DATA IN THIS EXERCISE: Begin
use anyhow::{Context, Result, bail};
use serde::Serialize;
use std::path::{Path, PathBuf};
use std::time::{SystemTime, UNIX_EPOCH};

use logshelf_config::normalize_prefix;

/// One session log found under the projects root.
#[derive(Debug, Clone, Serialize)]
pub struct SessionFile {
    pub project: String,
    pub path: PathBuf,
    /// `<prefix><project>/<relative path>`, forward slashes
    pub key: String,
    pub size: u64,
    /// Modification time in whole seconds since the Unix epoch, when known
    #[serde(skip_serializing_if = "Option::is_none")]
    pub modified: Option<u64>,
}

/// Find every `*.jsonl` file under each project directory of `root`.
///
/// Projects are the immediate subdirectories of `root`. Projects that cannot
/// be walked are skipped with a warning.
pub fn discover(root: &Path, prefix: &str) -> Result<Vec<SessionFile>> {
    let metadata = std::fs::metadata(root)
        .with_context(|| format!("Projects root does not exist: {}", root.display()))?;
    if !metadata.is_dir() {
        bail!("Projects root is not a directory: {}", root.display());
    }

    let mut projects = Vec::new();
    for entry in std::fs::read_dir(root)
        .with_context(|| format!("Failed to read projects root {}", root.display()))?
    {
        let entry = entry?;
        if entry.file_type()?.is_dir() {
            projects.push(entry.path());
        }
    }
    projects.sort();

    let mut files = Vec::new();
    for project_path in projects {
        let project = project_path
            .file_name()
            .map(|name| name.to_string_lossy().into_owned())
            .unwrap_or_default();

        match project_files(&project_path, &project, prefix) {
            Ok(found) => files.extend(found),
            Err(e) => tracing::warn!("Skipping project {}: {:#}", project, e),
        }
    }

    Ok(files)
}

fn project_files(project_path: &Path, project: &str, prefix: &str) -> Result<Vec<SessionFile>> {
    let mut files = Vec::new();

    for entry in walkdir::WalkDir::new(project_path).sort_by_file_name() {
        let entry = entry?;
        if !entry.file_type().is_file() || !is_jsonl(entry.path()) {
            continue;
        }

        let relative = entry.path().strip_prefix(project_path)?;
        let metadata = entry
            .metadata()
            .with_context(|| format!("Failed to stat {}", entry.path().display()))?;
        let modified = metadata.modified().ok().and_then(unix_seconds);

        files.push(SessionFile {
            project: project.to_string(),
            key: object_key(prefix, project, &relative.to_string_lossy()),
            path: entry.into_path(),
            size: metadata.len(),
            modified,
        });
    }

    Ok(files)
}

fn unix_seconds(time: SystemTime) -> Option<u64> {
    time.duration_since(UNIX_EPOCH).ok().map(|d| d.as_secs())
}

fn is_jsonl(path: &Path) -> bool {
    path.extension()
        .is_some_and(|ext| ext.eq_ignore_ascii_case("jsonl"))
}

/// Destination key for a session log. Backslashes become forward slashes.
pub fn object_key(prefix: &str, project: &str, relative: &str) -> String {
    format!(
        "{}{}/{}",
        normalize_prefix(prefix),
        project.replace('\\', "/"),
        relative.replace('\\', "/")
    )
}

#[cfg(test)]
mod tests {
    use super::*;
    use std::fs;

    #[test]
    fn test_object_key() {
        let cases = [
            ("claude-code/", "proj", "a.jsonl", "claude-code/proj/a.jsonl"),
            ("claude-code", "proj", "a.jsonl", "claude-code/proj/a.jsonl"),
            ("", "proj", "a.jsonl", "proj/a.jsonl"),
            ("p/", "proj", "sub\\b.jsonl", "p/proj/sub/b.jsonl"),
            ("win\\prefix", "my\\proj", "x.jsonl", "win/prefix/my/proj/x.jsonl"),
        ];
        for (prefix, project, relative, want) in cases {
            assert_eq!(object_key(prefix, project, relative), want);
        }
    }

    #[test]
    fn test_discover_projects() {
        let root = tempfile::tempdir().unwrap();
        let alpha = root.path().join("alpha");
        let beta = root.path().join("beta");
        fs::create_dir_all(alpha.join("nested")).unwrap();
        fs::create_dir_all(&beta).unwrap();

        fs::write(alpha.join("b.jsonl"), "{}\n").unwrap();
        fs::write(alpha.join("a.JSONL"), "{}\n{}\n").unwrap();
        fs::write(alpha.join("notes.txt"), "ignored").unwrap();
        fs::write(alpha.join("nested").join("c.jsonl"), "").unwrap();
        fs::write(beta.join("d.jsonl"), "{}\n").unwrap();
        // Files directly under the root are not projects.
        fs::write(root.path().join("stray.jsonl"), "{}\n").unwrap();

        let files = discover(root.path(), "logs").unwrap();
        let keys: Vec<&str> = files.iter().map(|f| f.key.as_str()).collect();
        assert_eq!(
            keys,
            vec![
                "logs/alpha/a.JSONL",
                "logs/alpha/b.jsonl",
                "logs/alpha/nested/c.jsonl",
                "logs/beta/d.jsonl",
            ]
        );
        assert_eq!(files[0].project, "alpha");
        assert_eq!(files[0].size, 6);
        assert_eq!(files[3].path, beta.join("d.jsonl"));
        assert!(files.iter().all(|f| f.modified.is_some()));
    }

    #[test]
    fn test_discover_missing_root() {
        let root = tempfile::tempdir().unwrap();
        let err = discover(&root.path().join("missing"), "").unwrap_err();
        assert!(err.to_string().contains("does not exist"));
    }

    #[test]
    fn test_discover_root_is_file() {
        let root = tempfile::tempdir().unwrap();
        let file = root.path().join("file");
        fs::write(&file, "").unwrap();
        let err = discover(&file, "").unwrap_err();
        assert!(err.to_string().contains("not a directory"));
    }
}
DATA IN THIS EXERCISE: End
* _WHAT YOU SHOULD DO_: Every line of the data above that includes "Result" should be listed.

* _SOLUTION_:
use anyhow::{Context, Result, bail};
pub fn discover(root: &Path, prefix: &str) -> Result<Vec<SessionFile>> {
fn project_files(project_path: &Path, project: &str, prefix: &str) -> Result<Vec<SessionFile>> {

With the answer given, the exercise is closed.